Would you return, word for word, the lines of the data below from the line with "pub struct SpyOutcome" through the line with "if scroll_y +", and no others?

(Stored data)
-------

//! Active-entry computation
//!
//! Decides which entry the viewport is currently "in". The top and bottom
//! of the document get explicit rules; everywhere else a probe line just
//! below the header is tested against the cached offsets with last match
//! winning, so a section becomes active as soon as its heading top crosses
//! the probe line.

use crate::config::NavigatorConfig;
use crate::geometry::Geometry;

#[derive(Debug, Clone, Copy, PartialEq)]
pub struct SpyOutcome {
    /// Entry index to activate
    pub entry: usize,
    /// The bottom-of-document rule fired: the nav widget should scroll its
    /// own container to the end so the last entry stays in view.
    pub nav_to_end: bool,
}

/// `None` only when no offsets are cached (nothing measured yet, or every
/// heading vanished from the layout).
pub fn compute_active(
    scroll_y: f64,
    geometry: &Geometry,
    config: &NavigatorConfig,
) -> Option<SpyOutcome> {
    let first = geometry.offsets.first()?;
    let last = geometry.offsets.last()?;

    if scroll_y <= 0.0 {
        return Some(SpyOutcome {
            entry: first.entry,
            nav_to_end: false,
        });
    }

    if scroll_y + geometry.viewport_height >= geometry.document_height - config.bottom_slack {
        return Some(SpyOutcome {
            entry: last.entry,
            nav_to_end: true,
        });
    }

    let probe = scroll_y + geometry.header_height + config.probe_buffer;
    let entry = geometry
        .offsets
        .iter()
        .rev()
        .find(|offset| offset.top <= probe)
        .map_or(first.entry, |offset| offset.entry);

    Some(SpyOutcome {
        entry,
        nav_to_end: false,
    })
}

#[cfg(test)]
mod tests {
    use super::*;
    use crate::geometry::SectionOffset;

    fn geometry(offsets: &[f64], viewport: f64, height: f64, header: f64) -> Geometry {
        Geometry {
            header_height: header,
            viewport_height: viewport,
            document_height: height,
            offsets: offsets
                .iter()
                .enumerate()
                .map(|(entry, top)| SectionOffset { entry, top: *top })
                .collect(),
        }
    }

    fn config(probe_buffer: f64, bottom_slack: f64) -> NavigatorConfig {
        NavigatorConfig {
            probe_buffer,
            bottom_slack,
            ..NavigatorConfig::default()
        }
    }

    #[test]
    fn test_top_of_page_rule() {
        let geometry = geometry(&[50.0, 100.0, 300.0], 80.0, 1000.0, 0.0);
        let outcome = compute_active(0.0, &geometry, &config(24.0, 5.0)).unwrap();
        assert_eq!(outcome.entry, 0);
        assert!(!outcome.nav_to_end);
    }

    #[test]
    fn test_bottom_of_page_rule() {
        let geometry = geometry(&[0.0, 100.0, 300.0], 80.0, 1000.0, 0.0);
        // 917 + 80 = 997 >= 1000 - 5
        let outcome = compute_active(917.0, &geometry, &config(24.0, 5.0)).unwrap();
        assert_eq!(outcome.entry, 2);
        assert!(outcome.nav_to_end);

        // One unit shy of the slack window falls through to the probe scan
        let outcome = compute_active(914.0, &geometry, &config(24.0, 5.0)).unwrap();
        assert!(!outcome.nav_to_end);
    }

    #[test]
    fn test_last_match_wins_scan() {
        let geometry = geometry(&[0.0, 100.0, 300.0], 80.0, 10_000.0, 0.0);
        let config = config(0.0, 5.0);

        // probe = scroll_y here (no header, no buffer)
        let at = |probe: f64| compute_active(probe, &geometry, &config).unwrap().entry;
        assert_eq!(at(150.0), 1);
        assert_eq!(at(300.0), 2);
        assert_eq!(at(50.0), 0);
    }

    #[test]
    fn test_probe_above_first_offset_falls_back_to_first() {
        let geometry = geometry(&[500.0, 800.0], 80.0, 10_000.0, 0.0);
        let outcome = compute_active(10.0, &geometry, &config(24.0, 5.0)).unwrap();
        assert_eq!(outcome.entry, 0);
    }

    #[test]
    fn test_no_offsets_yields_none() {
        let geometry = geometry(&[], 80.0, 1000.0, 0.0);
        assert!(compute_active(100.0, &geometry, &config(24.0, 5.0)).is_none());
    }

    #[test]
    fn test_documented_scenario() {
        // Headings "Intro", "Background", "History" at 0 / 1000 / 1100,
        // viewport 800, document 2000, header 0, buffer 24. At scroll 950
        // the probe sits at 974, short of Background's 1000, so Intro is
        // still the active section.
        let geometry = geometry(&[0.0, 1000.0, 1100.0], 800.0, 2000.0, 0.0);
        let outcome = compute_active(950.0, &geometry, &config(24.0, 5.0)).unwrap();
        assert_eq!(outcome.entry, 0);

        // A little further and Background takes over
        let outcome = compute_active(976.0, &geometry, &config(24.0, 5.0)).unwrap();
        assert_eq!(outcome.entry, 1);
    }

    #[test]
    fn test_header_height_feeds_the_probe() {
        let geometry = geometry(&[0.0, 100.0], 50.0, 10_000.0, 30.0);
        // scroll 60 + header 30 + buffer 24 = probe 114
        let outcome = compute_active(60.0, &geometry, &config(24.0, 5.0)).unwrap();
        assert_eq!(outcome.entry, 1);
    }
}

-------

▶ **ANSWER BOX**:
pub struct SpyOutcome {
    /// Entry index to activate
    pub entry: usize,
    /// The bottom-of-document rule fired: the nav widget should scroll its
    /// own container to the end so the last entry stays in view.
    pub nav_to_end: bool,
}

/// `None` only when no offsets are cached (nothing measured yet, or every
/// heading vanished from the layout).
pub fn compute_active(
    scroll_y: f64,
    geometry: &Geometry,
    config: &NavigatorConfig,
) -> Option<SpyOutcome> {
    let first = geometry.offsets.first()?;
    let last = geometry.offsets.last()?;

    if scroll_y <= 0.0 {
        return Some(SpyOutcome {
            entry: first.entry,
            nav_to_end: false,
        });
    }

    if scroll_y + geometry.viewport_height >= geometry.document_height - config.bottom_slack {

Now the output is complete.